II. L'ARDENTE OBLIGATION D'UNE RÉ-ÉCRITURE DE LA DOCTRINE SPORTIVE TRICOLORE.
Adoubé par Emmanuel MACRON dès son origine, le projet olympique de 'Paris 2024' est une satisfaction pour le Mouvement sportif. C'est aussi un test de sa capacité à entrer dans le XXIe siècle doté d'un 'héritage' protéiforme conséquent aux plans culturels, matériels, économique et organisationnels.
Trois domaines éminemment stratégiques sont concernés à l'horizon 2025 : Sociaux [répondre à la nouvelle demande sociale de sport], Financiers [s'adapter à la nouvelle économie du sport] et Technologiques [exploiter le numérique dédié au sport]. De ce triple point de vue, les enjeux liés à la fois au 'Sport qui se pratique' et au 'Sport qui se regarde' sont considérables. Il convient donc d'analyser la situation avec du recul et surtout en évitant toute polémique.
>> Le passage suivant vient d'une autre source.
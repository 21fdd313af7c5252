//! Order Models
//!
//! Order aggregate = header + frozen line items + append-only status
//! history. Items snapshot the catalog at order time (name, price,
//! brand, variant, image) so later catalog edits never rewrite
//! historical orders.

use serde::{Deserialize, Serialize};

/// Order lifecycle status
///
/// Legal transitions are enforced by the transition engine; rows only
/// ever move along that table, `CANCELLED` and `RETURNED` are terminal.
#[derive(Debug, Clone, Copy, PartialEq, Eq, Hash, Serialize, Deserialize)]
#[cfg_attr(feature = "db", derive(sqlx::Type))]
#[cfg_attr(feature = "db", sqlx(rename_all = "UPPERCASE"))]
#[serde(rename_all = "SCREAMING_SNAKE_CASE")]
pub enum OrderStatus {
    Pending,
    Confirmed,
    Processing,
    Shipped,
    Delivered,
    Cancelled,
    Returned,
}

impl OrderStatus {
    /// All states, in lifecycle order
    pub const ALL: [OrderStatus; 7] = [
        OrderStatus::Pending,
        OrderStatus::Confirmed,
        OrderStatus::Processing,
        OrderStatus::Shipped,
        OrderStatus::Delivered,
        OrderStatus::Cancelled,
        OrderStatus::Returned,
    ];

    pub fn as_str(&self) -> &'static str {
        match self {
            OrderStatus::Pending => "PENDING",
            OrderStatus::Confirmed => "CONFIRMED",
            OrderStatus::Processing => "PROCESSING",
            OrderStatus::Shipped => "SHIPPED",
            OrderStatus::Delivered => "DELIVERED",
            OrderStatus::Cancelled => "CANCELLED",
            OrderStatus::Returned => "RETURNED",
        }
    }
}

impl std::fmt::Display for OrderStatus {
    fn fmt(&self, f: &mut std::fmt::Formatter<'_>) -> std::fmt::Result {
        f.write_str(self.as_str())
    }
}

/// Payment status (opaque to the core; the gateway reconciles it)
#[derive(Debug, Clone, Copy, PartialEq, Eq, Hash, Serialize, Deserialize)]
#[cfg_attr(feature = "db", derive(sqlx::Type))]
#[cfg_attr(feature = "db", sqlx(rename_all = "UPPERCASE"))]
#[serde(rename_all = "SCREAMING_SNAKE_CASE")]
pub enum PaymentStatus {
    Pending,
    Paid,
    Refunded,
    Failed,
}

impl PaymentStatus {
    pub fn as_str(&self) -> &'static str {
        match self {
            PaymentStatus::Pending => "PENDING",
            PaymentStatus::Paid => "PAID",
            PaymentStatus::Refunded => "REFUNDED",
            PaymentStatus::Failed => "FAILED",
        }
    }
}

impl std::fmt::Display for PaymentStatus {
    fn fmt(&self, f: &mut std::fmt::Formatter<'_>) -> std::fmt::Result {
        f.write_str(self.as_str())
    }
}

/// Order entity (订单头)
///
/// Invariants: `total_amount == subtotal + shipping_cost + tax_amount
/// - discount_amount` (2dp), `total_items == Σ item.quantity`.
#[derive(Debug, Clone, Serialize, Deserialize)]
#[cfg_attr(feature = "db", derive(sqlx::FromRow))]
pub struct Order {
    pub id: i64,
    /// Human-facing unique number (ORD...), never reused
    pub order_number: String,
    pub user_id: i64,
    pub subtotal: f64,
    pub shipping_cost: f64,
    pub tax_amount: f64,
    pub discount_amount: f64,
    pub total_amount: f64,
    pub total_items: i64,
    pub status: OrderStatus,
    pub payment_status: PaymentStatus,
    pub payment_method: Option<String>,
    pub payment_transaction_id: Option<String>,
    pub shipping_address_id: i64,
    pub billing_address_id: i64,
    pub notes: Option<String>,
    pub tracking_number: Option<String>,
    pub estimated_delivery: Option<i64>,
    /// Stamped on the first transition into DELIVERED
    pub delivered_at: Option<i64>,
    pub created_at: i64,
    pub updated_at: i64,
}

/// Order line item (下单时刻的目录快照, 创建后不可变)
#[derive(Debug, Clone, Serialize, Deserialize)]
#[cfg_attr(feature = "db", derive(sqlx::FromRow))]
pub struct OrderItem {
    pub id: i64,
    pub order_id: i64,
    /// Source product, for traceability only
    pub product_id: i64,
    pub product_name: String,
    pub brand_name: String,
    pub color: String,
    pub size: Option<String>,
    pub image: Option<String>,
    pub unit_price: f64,
    pub quantity: i64,
    pub line_total: f64,
}

/// Status history entry (append-only)
#[derive(Debug, Clone, Serialize, Deserialize)]
#[cfg_attr(feature = "db", derive(sqlx::FromRow))]
pub struct OrderStatusHistory {
    pub id: i64,
    pub order_id: i64,
    pub status: OrderStatus,
    pub note: Option<String>,
    pub created_at: i64,
}

/// Order with items + status timeline (detail view)
#[derive(Debug, Clone, Serialize, Deserialize)]
pub struct OrderDetail {
    #[serde(flatten)]
    pub order: Order,
    pub items: Vec<OrderItem>,
    pub timeline: Vec<OrderStatusHistory>,
}

/// Requested line item for order creation
#[derive(Debug, Clone, Serialize, Deserialize)]
pub struct OrderItemRequest {
    pub product_id: i64,
    pub quantity: i64,
    /// Variant color; may be omitted for single-variant products
    pub color: Option<String>,
    pub size: Option<String>,
}

/// Create order payload
#[derive(Debug, Clone, Serialize, Deserialize)]
pub struct OrderCreateRequest {
    pub items: Vec<OrderItemRequest>,
    pub shipping_address_id: i64,
    /// Defaults to the shipping address
    pub billing_address_id: Option<i64>,
    pub shipping_cost: Option<f64>,
    pub discount_amount: Option<f64>,
    pub payment_method: Option<String>,
    pub notes: Option<String>,
}

/// Update order payload (admin; partial)
///
/// A `status` field is routed through the transition engine, everything
/// else patches the header directly.
#[derive(Debug, Clone, Default, Serialize, Deserialize)]
pub struct OrderUpdate {
    pub status: Option<OrderStatus>,
    /// Note recorded on the history entry when `status` is set
    pub status_note: Option<String>,
    pub payment_status: Option<PaymentStatus>,
    pub payment_method: Option<String>,
    pub payment_transaction_id: Option<String>,
    pub tracking_number: Option<String>,
    pub estimated_delivery: Option<i64>,
    pub notes: Option<String>,
}

/// Cancel order payload
#[derive(Debug, Clone, Default, Serialize, Deserialize)]
pub struct CancelOrderRequest {
    pub reason: Option<String>,
}

/// List query parameters (all optional)
///
/// Dates are `YYYY-MM-DD` interpreted in the server timezone;
/// `date_to` is inclusive (the whole day is covered).
#[derive(Debug, Clone, Default, Serialize, Deserialize)]
pub struct OrderListQuery {
    pub status: Option<OrderStatus>,
    pub payment_status: Option<PaymentStatus>,
    /// Substring match on order_number
    pub q: Option<String>,
    pub date_from: Option<String>,
    pub date_to: Option<String>,
    /// Admin only: scope to one user's orders
    pub user_id: Option<i64>,
    /// `created_at` (default) or `total_amount`
    pub sort: Option<String>,
    /// `desc` (default) or `asc`
    pub order: Option<String>,
    pub limit: Option<i64>,
    pub offset: Option<i64>,
}

/// Stats query parameters
#[derive(Debug, Clone, Default, Serialize, Deserialize)]
pub struct OrderStatsQuery {
    /// Admin only: scope counts and revenue to one user
    pub user_id: Option<i64>,
}

/// Aggregate counts + recognized revenue (stats endpoint)
#[derive(Debug, Clone, Default, Serialize, Deserialize)]
pub struct OrderStats {
    pub total_orders: i64,
    pub pending: i64,
    pub confirmed: i64,
    pub processing: i64,
    pub shipped: i64,
    pub delivered: i64,
    pub cancelled: i64,
    pub returned: i64,
    /// Sum of total_amount over DELIVERED orders
    pub delivered_revenue: f64,
}
//! Database Module
//!
//! Handles SQLite connection pool and migrations

pub mod repository;

use crate::utils::AppError;
use sqlx::SqlitePool;
use sqlx::sqlite::{SqliteConnectOptions, SqliteJournalMode, SqlitePoolOptions, SqliteSynchronous};
use std::str::FromStr;

/// Database service — owns a SQLite connection pool
#[derive(Clone)]
pub struct DbService {
    pub pool: SqlitePool,
}

impl DbService {
    /// Create a new database service with WAL mode and migrations applied
    pub async fn new(db_path: &str) -> Result<Self, AppError> {
        // Build connection options: WAL, foreign keys, normal sync
        let options = SqliteConnectOptions::from_str(&format!("sqlite:{db_path}"))
            .map_err(|e| AppError::database(format!("Invalid database path: {e}")))?
            .create_if_missing(true)
            .journal_mode(SqliteJournalMode::Wal)
            .synchronous(SqliteSynchronous::Normal)
            .pragma("foreign_keys", "ON")
            .optimize_on_close(true, None);

        let pool = SqlitePoolOptions::new()
            .max_connections(5)
            .connect_with(options)
            .await
            .map_err(|e| AppError::database(format!("Failed to open database: {e}")))?;

        // busy_timeout: 写冲突时等待 5s 而非立即失败
        sqlx::query("PRAGMA busy_timeout = 5000;")
            .execute(&pool)
            .await
            .map_err(|e| AppError::database(format!("Failed to set busy_timeout: {e}")))?;

        tracing::info!("Database connection established (SQLite WAL, busy_timeout=5000ms)");

        // Run migrations (ignore previously applied but now removed migrations)
        sqlx::migrate!("./migrations")
            .set_ignore_missing(true)
            .run(&pool)
            .await
            .map_err(|e| AppError::database(format!("Failed to apply migrations: {e}")))?;
        tracing::info!("Database migrations applied");

        Ok(Self { pool })
    }
}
La simultanéité de ces deux phénomènes [satisfaction et enjeux] va toutefois mettre la France dans une situation complexe. Elle aborde en effet la période qui s'ouvre armée d'une doctrine sportive que l'on doit au Général De GAULLE.
Parfaitement adaptée au sport des années soixante, dotant le sport tricolore de moyens administratifs conformes aux ambitions de l'époque, introduisant des conditionnalités aux dotations en ressources humaines, matérielles et financières aujourd'hui dépassées, la Doctrine sportive gaullienne induisait une gouvernance de type régalien sur fond de 'Grandeur nationale'. Il s'agissait de construire l'image d'une France dynamique et moderne à partir des victoires internationales de ses athlètes.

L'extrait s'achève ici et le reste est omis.